Task>
Examine each line of the data, and copy the ones containing "given".

(Saved data entries)
____

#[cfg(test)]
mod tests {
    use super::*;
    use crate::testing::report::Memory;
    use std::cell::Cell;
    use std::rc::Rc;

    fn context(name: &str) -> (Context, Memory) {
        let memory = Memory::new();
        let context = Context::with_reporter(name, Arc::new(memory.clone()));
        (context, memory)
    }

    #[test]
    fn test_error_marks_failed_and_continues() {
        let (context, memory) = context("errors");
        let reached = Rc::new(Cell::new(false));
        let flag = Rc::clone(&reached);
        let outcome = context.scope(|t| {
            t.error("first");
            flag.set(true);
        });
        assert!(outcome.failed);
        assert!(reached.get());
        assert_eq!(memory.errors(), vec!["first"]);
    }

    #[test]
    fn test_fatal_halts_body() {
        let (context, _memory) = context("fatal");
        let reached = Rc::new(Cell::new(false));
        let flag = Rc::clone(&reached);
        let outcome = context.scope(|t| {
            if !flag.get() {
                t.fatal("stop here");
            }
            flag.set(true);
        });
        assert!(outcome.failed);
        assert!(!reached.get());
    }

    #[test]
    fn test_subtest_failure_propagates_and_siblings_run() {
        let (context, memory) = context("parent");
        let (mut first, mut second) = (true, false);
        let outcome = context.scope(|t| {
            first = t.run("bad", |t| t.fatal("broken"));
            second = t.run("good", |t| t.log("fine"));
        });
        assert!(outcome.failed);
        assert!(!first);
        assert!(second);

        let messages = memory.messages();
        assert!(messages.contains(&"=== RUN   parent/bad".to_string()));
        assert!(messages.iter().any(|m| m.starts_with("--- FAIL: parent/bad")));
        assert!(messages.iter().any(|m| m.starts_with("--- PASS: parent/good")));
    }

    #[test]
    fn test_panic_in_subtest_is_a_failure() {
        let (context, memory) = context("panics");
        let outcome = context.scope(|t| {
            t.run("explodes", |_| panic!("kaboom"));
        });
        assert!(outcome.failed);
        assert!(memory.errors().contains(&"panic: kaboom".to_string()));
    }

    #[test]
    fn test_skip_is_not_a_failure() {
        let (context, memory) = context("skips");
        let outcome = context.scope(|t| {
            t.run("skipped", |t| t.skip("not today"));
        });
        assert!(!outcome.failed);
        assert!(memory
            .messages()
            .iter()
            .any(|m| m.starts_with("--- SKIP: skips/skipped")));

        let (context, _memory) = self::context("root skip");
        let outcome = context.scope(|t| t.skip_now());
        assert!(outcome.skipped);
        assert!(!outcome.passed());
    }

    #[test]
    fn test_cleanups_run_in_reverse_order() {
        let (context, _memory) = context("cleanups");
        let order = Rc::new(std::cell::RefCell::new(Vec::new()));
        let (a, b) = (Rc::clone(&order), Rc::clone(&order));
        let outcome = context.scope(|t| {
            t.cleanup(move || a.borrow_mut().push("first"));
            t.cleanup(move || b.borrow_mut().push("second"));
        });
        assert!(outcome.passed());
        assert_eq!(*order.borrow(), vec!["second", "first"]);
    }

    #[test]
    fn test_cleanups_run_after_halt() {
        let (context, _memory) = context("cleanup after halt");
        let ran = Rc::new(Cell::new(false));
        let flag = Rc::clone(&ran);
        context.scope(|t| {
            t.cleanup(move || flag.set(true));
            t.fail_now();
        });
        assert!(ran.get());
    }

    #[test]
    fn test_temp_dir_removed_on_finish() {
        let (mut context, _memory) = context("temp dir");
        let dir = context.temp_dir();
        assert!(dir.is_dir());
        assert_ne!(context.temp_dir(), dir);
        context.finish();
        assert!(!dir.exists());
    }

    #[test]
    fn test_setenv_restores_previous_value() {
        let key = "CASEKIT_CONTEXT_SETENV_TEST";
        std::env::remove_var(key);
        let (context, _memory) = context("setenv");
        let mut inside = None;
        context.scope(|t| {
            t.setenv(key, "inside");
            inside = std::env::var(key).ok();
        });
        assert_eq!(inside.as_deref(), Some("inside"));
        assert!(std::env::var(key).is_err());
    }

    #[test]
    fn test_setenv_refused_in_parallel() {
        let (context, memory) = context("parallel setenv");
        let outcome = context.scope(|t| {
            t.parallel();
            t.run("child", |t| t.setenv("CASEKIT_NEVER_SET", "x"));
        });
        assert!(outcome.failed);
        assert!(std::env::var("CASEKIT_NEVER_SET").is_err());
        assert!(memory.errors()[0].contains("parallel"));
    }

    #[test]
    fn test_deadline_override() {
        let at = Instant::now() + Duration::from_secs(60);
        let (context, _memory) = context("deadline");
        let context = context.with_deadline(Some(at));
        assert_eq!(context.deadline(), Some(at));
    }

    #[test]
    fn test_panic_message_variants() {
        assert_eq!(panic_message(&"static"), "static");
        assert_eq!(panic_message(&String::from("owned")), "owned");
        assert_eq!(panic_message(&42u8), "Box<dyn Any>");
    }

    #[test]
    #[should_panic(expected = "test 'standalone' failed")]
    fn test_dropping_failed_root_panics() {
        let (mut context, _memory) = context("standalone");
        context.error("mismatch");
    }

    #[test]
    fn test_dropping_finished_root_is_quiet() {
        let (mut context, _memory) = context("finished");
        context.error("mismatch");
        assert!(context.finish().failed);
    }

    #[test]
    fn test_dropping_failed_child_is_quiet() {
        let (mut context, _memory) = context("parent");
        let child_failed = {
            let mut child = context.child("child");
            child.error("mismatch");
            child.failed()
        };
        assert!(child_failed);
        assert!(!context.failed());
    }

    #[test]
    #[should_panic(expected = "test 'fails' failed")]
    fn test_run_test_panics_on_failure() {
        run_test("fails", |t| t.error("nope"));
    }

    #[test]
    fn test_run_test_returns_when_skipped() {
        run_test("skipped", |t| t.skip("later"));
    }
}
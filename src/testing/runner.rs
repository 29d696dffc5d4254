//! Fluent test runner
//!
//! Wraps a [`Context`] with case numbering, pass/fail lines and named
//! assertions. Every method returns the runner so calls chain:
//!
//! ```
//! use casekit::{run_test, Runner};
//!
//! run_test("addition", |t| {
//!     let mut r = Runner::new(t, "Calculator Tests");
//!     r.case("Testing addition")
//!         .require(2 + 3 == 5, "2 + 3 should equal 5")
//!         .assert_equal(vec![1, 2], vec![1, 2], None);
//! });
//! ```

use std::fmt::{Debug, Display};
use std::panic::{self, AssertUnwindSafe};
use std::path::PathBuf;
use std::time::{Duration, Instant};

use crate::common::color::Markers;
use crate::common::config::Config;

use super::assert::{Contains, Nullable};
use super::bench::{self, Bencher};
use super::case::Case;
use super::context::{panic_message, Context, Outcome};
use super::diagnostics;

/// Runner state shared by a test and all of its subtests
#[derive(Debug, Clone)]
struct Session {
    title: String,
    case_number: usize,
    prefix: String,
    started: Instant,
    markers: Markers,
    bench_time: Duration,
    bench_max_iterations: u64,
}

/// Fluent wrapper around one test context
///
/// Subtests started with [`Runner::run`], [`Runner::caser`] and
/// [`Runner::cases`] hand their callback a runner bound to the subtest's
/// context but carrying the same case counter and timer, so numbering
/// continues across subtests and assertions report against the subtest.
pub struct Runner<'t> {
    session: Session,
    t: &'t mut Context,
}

____

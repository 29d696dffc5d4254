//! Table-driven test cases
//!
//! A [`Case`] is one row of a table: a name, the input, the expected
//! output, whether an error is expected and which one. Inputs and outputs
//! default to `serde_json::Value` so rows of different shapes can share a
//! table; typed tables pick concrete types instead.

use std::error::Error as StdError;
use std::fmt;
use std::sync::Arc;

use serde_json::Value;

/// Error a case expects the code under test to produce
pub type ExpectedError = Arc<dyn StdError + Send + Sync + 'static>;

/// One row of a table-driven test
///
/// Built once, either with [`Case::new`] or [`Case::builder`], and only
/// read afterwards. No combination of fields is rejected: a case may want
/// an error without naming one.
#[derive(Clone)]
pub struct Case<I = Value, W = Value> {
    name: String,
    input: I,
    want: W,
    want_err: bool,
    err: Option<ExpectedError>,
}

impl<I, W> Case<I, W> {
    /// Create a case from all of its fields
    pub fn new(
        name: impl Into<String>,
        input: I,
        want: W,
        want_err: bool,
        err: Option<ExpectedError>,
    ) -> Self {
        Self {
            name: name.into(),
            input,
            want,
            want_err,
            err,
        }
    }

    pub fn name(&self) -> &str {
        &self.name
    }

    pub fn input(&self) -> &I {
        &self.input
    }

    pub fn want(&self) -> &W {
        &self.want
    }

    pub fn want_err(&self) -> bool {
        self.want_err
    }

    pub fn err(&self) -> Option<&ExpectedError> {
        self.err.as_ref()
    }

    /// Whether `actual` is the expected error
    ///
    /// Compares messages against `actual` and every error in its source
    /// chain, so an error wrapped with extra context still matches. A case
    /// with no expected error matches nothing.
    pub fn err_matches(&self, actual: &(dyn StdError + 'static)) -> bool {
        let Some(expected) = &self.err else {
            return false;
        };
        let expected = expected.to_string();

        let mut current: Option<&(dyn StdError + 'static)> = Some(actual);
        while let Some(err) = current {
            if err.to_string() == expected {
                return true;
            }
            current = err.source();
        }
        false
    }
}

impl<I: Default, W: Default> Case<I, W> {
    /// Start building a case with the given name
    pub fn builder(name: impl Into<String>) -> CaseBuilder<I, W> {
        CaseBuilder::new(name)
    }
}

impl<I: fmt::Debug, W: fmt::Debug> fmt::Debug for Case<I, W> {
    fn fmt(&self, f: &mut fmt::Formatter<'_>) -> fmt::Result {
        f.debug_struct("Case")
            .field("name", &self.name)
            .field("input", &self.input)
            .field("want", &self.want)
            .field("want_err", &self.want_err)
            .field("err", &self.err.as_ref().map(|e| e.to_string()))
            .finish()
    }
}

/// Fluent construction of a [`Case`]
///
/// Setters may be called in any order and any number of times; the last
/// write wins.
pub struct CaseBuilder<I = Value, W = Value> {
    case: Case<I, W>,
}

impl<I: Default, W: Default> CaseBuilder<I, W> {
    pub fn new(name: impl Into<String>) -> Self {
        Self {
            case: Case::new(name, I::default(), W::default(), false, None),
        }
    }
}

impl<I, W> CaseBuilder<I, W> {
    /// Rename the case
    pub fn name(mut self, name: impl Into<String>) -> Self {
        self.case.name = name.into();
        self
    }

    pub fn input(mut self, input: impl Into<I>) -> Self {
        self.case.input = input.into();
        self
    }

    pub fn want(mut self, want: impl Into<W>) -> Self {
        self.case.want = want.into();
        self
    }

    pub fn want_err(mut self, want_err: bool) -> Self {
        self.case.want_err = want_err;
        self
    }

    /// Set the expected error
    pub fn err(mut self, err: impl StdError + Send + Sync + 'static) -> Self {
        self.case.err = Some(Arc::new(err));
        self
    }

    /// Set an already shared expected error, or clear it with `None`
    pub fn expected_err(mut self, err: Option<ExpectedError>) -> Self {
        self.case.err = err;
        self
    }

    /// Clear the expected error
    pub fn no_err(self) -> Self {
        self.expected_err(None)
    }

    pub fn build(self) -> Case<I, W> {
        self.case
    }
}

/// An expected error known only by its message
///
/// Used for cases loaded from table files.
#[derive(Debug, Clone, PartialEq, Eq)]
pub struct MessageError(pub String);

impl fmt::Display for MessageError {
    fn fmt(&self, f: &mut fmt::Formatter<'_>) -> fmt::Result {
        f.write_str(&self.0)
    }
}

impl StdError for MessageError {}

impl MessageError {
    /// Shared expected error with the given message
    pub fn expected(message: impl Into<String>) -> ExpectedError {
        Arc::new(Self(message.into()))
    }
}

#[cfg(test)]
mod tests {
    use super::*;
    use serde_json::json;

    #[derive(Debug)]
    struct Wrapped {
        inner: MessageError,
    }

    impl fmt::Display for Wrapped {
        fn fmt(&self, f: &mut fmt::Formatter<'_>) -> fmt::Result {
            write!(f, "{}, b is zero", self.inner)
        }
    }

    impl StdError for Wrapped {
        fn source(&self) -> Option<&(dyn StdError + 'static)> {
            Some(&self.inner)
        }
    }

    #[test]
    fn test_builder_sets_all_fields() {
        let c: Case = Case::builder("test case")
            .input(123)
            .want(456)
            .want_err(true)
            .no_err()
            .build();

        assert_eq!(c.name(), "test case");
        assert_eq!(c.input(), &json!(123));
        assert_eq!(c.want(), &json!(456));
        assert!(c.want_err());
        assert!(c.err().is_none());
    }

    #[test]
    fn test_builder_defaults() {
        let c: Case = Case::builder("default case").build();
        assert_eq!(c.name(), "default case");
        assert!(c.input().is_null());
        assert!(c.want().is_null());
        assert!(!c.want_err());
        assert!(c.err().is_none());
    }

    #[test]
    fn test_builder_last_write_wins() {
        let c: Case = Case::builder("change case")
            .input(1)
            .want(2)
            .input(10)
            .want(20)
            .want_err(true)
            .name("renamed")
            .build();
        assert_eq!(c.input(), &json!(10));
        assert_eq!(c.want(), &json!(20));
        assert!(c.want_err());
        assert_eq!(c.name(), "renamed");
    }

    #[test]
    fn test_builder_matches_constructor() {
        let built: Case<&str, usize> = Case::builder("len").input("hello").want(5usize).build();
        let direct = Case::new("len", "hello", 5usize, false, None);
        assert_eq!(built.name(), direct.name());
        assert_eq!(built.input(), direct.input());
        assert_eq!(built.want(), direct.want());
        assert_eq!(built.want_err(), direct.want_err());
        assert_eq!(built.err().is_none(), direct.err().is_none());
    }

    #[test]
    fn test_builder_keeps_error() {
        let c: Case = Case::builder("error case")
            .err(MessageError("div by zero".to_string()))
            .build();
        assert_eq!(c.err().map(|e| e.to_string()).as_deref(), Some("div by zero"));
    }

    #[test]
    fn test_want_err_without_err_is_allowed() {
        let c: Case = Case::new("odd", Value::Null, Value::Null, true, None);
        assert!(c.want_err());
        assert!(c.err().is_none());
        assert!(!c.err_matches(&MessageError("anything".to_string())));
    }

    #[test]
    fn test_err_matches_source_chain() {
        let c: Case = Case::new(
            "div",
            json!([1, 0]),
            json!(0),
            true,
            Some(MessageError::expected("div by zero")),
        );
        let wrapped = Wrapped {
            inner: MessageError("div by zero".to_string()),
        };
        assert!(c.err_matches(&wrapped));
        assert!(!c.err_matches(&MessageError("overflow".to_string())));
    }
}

____

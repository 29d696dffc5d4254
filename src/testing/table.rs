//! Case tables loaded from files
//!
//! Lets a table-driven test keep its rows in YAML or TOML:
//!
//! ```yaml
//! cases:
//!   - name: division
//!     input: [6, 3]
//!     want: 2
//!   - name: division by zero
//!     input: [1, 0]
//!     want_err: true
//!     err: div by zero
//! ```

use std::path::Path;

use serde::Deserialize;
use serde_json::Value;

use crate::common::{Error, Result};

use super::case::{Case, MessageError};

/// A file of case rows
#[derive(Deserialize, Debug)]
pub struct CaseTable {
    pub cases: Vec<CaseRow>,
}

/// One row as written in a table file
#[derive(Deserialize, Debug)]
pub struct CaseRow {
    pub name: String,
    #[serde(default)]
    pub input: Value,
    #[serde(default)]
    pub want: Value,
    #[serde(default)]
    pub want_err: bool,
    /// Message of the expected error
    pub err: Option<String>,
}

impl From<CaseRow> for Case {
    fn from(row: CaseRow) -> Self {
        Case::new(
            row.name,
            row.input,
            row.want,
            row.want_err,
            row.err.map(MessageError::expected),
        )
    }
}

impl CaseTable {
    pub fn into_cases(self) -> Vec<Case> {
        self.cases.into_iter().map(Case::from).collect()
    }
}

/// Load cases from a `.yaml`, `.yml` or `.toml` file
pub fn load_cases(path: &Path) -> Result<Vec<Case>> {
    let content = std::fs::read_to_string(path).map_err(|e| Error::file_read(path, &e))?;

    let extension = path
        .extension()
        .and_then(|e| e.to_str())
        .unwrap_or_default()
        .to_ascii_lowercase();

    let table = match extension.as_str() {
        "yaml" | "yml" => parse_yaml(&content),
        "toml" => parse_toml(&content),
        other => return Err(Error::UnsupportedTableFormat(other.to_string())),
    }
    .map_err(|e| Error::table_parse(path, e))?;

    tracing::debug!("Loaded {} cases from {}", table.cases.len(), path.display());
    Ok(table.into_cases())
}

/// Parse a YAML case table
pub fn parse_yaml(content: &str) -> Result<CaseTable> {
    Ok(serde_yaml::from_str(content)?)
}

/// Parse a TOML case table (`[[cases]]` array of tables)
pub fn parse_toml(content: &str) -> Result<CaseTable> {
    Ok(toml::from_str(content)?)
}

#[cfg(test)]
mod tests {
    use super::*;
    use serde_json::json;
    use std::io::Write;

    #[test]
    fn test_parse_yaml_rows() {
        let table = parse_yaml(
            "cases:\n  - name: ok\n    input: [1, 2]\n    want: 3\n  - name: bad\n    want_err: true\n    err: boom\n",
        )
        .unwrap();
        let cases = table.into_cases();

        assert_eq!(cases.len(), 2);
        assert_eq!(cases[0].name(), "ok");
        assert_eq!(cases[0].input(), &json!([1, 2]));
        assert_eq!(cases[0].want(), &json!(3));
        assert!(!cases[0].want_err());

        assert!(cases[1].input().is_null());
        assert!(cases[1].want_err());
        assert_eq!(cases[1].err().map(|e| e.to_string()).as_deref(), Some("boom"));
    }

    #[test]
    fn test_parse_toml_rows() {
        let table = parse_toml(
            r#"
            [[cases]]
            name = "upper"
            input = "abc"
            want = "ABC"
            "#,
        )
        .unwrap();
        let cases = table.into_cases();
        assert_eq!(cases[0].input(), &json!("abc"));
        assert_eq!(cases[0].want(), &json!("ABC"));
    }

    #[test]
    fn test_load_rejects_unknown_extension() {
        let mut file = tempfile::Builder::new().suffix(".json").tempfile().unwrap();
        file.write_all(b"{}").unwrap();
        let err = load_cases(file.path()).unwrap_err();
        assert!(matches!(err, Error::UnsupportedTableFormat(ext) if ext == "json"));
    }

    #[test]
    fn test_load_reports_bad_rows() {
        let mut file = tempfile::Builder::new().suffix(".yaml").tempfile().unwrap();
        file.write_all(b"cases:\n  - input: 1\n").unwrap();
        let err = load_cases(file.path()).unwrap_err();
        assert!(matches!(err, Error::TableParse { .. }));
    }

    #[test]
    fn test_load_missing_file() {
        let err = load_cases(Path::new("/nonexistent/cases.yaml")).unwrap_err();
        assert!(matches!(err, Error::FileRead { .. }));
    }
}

____

Response>
    /// Start building a case with the given name
    /// Shared expected error with the given message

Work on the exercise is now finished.